We get to see Lee’s shrewd tactical moves as well as his determination to shape his own place in history and distance himself from other paternalistic rulers of his time. That his rule was overbearing is clear from that fact that, since 1965, Singapore’s Parliament has been overwhelmingly dominated by the PAP; for many years there was no Opposition parliamentarian and the current “score” is PAP, 82; Opposition, two!

While there is no doubt that Lee was a talented politician and a brilliant man, it’s a little sad that at this point in his life, Seow is still so obsessed with him. After all, at 88, surely even the shadow Lee casts over his little corner of the world is shrinking.

Ultimately Seow’s book offers little that is new to any student of Singapore’s political history. And let’s face it: that history has been rendered increasingly tame and boring by the population’s docile acceptance of Lee’s doctrines.

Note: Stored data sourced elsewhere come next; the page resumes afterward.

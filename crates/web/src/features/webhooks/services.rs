use serde::Deserialize;
use storage::{
    error::StorageError,
    models::{NewStudent, Student},
    repository::DatathonStore,
};
use utoipa::ToSchema;

use crate::error::{WebError, WebResult};

pub const USER_CREATED: &str = "user.created";

/// Envelope of an identity-provider event.
#[derive(Debug, Deserialize, ToSchema)]
pub struct ClerkEvent {
    #[serde(rename = "type")]
    pub event_type: String,
    #[schema(value_type = Object)]
    pub data: serde_json::Value,
}

#[derive(Debug, Deserialize)]
pub struct ClerkUser {
    pub id: String,
    #[serde(default)]
    pub email_addresses: Vec<ClerkEmailAddress>,
    pub primary_email_address_id: Option<String>,
    pub first_name: Option<String>,
    pub last_name: Option<String>,
}

#[derive(Debug, Deserialize)]
pub struct ClerkEmailAddress {
    pub id: String,
    pub email_address: String,
}

impl ClerkUser {
    /// The address flagged primary, else the first one listed.
    pub fn primary_email(&self) -> Option<&str> {
        let primary = self.primary_email_address_id.as_deref().and_then(|id| {
            self.email_addresses
                .iter()
                .find(|address| address.id == id)
        });

        primary
            .or_else(|| self.email_addresses.first())
            .map(|address| address.email_address.as_str())
    }

    fn into_new_student(self) -> WebResult<NewStudent> {
        let email = self
            .primary_email()
            .ok_or_else(|| WebError::BadRequest("User has no email address".to_string()))?
            .to_string();

        Ok(NewStudent {
            external_user_id: self.id,
            email,
            first_name: self.first_name.unwrap_or_default(),
            last_name: self.last_name.unwrap_or_default(),
        })
    }
}

/// Outcome of handling one delivery.
#[derive(Debug)]
pub enum WebhookOutcome {
    Provisioned(Student),
    AlreadyProvisioned(Student),
    Ignored(String),
}

pub async fn handle_event(store: &dyn DatathonStore, event: ClerkEvent) -> WebResult<WebhookOutcome> {
    if event.event_type != USER_CREATED {
        tracing::info!("Ignoring webhook event {}", event.event_type);
        return Ok(WebhookOutcome::Ignored(event.event_type));
    }

    let user: ClerkUser = serde_json::from_value(event.data)
        .map_err(|e| WebError::BadRequest(format!("Malformed user payload: {}", e)))?;

    provision_student(store, user).await
}

/// Create the student for a new identity-provider user. Redelivery of the
/// same event resolves to the existing row.
pub async fn provision_student(
    store: &dyn DatathonStore,
    user: ClerkUser,
) -> WebResult<WebhookOutcome> {
    if let Some(existing) = store.find_student_by_external_id(&user.id).await? {
        return Ok(WebhookOutcome::AlreadyProvisioned(existing));
    }

    let new_student = user.into_new_student()?;

    match store.create_student(&new_student).await {
        Ok(student) => {
            tracing::info!(
                "Provisioned student {} for user {}",
                student.id,
                student.external_user_id
            );
            Ok(WebhookOutcome::Provisioned(student))
        }
        // a concurrent delivery won the insert
        Err(StorageError::ConstraintViolation(_)) => store
            .find_student_by_external_id(&new_student.external_user_id)
            .await?
            .map(WebhookOutcome::AlreadyProvisioned)
            .ok_or_else(|| {
                WebError::InternalServerError(format!(
                    "Student for user {} conflicted but cannot be found",
                    new_student.external_user_id
                ))
            }),
        Err(e) => Err(e.into()),
    }
}

#[cfg(test)]
mod tests {
    use super::*;
    use serde_json::json;
    use storage::repository::InMemoryStore;

    fn user_created(user_id: &str) -> ClerkEvent {
        serde_json::from_value(json!({
            "object": "event",
            "type": "user.created",
            "data": {
                "id": user_id,
                "first_name": "Grace",
                "last_name": null,
                "primary_email_address_id": "idn_2",
                "email_addresses": [
                    { "id": "idn_1", "email_address": "old@example.com" },
                    { "id": "idn_2", "email_address": "grace@example.com" }
                ]
            }
        }))
        .unwrap()
    }

    #[tokio::test]
    async fn test_user_created_provisions_student() {
        let store = InMemoryStore::new();

        let outcome = handle_event(&store, user_created("user_grace")).await.unwrap();
        let WebhookOutcome::Provisioned(student) = outcome else {
            panic!("expected a new student, got {:?}", outcome);
        };
        assert_eq!(student.external_user_id, "user_grace");
        assert_eq!(student.email, "grace@example.com");
        assert_eq!(student.first_name, "Grace");
        assert_eq!(student.last_name, "");
        assert_eq!(student.role, None);
        assert_eq!(student.team_id, None);
    }

    #[tokio::test]
    async fn test_redelivery_does_not_duplicate() {
        let store = InMemoryStore::new();

        let first = handle_event(&store, user_created("user_twice")).await.unwrap();
        let second = handle_event(&store, user_created("user_twice")).await.unwrap();

        let (WebhookOutcome::Provisioned(a), WebhookOutcome::AlreadyProvisioned(b)) =
            (first, second)
        else {
            panic!("expected provisioned then already provisioned");
        };
        assert_eq!(a.id, b.id);
    }

    #[tokio::test]
    async fn test_other_events_are_ignored() {
        let store = InMemoryStore::new();
        let event: ClerkEvent = serde_json::from_value(json!({
            "type": "user.deleted",
            "data": { "id": "user_gone", "deleted": true }
        }))
        .unwrap();

        let outcome = handle_event(&store, event).await.unwrap();
        assert!(matches!(outcome, WebhookOutcome::Ignored(ref t) if t == "user.deleted"));
        assert!(store
            .find_student_by_external_id("user_gone")
            .await
            .unwrap()
            .is_none());
    }

    #[tokio::test]
    async fn test_user_without_email_is_rejected() {
        let store = InMemoryStore::new();
        let event: ClerkEvent = serde_json::from_value(json!({
            "type": "user.created",
            "data": { "id": "user_noemail", "email_addresses": [] }
        }))
        .unwrap();

        let result = handle_event(&store, event).await;
        assert!(matches!(result, Err(WebError::BadRequest(_))));
    }

    #[test]
    fn test_primary_email_falls_back_to_first() {
        let user = ClerkUser {
            id: "user_x".to_string(),
            email_addresses: vec![ClerkEmailAddress {
                id: "idn_a".to_string(),
                email_address: "a@example.com".to_string(),
            }],
            primary_email_address_id: Some("idn_missing".to_string()),
            first_name: None,
            last_name: None,
        };
        assert_eq!(user.primary_email(), Some("a@example.com"));
    }
}
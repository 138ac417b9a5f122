use std::sync::Arc;

use storage::repository::DatathonStore;

use crate::middleware::auth::AdminEmails;

/// Shared handles passed to every handler.
#[derive(Clone)]
pub struct AppState {
    pub store: Arc<dyn DatathonStore>,
    pub admins: Arc<AdminEmails>,
    pub webhook_secret: Option<Arc<str>>,
}

impl AppState {
    pub fn new(
        store: Arc<dyn DatathonStore>,
        admins: AdminEmails,
        webhook_secret: Option<String>,
    ) -> Self {
        Self {
            store,
            admins: Arc::new(admins),
            webhook_secret: webhook_secret.map(Arc::from),
        }
    }

    pub fn store(&self) -> &dyn DatathonStore {
        self.store.as_ref()
    }
}
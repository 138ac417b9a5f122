use std::collections::HashMap;

use serde::{Deserialize, Serialize};
use utoipa::ToSchema;
use uuid::Uuid;
use validator::Validate;

use crate::models::Rating;

#[derive(Debug, Clone, Deserialize, Validate, ToSchema)]
pub struct RateRequest {
    #[validate(range(min = 1, max = 10, message = "Score must be between 1 and 10"))]
    pub score: i32,

    #[validate(length(max = 5000, message = "Feedback must be at most 5000 characters"))]
    pub feedback: Option<String>,
}

#[derive(Debug, Clone, Deserialize, Validate, ToSchema)]
pub struct LatestRatingsRequest {
    #[validate(length(min = 1, message = "At least one application id is required"))]
    pub application_ids: Vec<Uuid>,
}

#[derive(Debug, Clone, Serialize, ToSchema)]
pub struct RatingResponse {
    pub rating: Option<Rating>,
}

#[derive(Debug, Clone, Serialize, ToSchema)]
pub struct RatingsResponse {
    /// Latest rating keyed by application id; unrated applications are absent.
    #[schema(value_type = HashMap<String, Rating>)]
    pub ratings: HashMap<Uuid, Rating>,
}
//! Persistence contract for students, applications and ratings.
//!
//! `DatathonStore` is the single interface the request handlers talk to.
//! `Database` implements it on PostgreSQL through the table repositories in
//! this module; `InMemoryStore` keeps everything in process memory.

pub mod application;
mod memory;
mod postgres;
pub mod rating;
pub mod student;
pub mod team;

pub use memory::InMemoryStore;

use async_trait::async_trait;
use uuid::Uuid;

use crate::error::Result;
use crate::models::{
    Application, ApplicationKind, ApplicationStatus, NewRating, NewStudent, Rating, Role, Student,
    Team,
};
use crate::services::form_steps::{FormStep, StepFields};

#[async_trait]
pub trait DatathonStore: Send + Sync {
    async fn create_student(&self, student: &NewStudent) -> Result<Student>;

    async fn find_student(&self, id: Uuid) -> Result<Option<Student>>;

    async fn find_student_by_external_id(&self, external_user_id: &str)
    -> Result<Option<Student>>;

    /// Writes the role and stamps `updated_at`. Fails with `NotFound` for an
    /// unknown student.
    async fn set_student_role(&self, id: Uuid, role: Option<Role>) -> Result<Student>;

    async fn find_team(&self, id: Uuid) -> Result<Option<Team>>;

    /// Inserts the application as given, including its id and timestamps.
    async fn insert_application(&self, application: &Application) -> Result<Application>;

    async fn find_application(&self, kind: ApplicationKind, id: Uuid)
    -> Result<Option<Application>>;

    /// First row of `kind` owned by the student, oldest first. Several rows
    /// may exist; only the first one is ever returned.
    async fn find_application_for_student(
        &self,
        kind: ApplicationKind,
        student_id: Uuid,
    ) -> Result<Option<Application>>;

    /// Every row of `kind` owned by the student, oldest first, duplicates
    /// included.
    async fn list_applications_for_student(
        &self,
        kind: ApplicationKind,
        student_id: Uuid,
    ) -> Result<Vec<Application>>;

    /// Rewrites the columns owned by `step` from `fields` and stamps
    /// `updated_at`. The status and the other steps' columns are never
    /// written.
    async fn update_application_step(
        &self,
        kind: ApplicationKind,
        id: Uuid,
        step: FormStep,
        fields: &StepFields,
    ) -> Result<Application>;

    /// Writes only the status column.
    async fn set_application_status(
        &self,
        kind: ApplicationKind,
        id: Uuid,
        status: ApplicationStatus,
    ) -> Result<Application>;

    /// Removes every row of `kind` owned by the student, returning how many went.
    async fn delete_applications_for_student(
        &self,
        kind: ApplicationKind,
        student_id: Uuid,
    ) -> Result<u64>;

    /// Rows of `kind` whose status is one of the known literals.
    async fn list_applications(&self, kind: ApplicationKind) -> Result<Vec<Application>>;

    /// Raw `(status, count)` pairs for `kind`, unknown literals included.
    async fn count_by_status(&self, kind: ApplicationKind) -> Result<Vec<(String, i64)>>;

    async fn latest_rating(&self, application_id: Uuid) -> Result<Option<Rating>>;

    /// Every rating attached to any of the given applications.
    async fn ratings_for(&self, application_ids: &[Uuid]) -> Result<Vec<Rating>>;

    async fn delete_rating(&self, id: Uuid) -> Result<()>;

    async fn insert_rating(&self, rating: &NewRating) -> Result<Rating>;
}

While one surely has to admire the accomplishments of Lee’s Singapore (the public transport system and relatively low crime rate for starters), it is obvious that they go hand in hand with the contradictions that are, perhaps, a reflection of the man himself. For all Lee’s talk of independence when he was a young man, it is arguably the subservient and sycophantic relationship with the United States (WikiLeaks anyone?) that best sums up the path that Singapore has taken to prosperity. Confucius Confounded points out that Lee seemed to feel compelled to assert, in 1995, that, “We are not a client state of America”.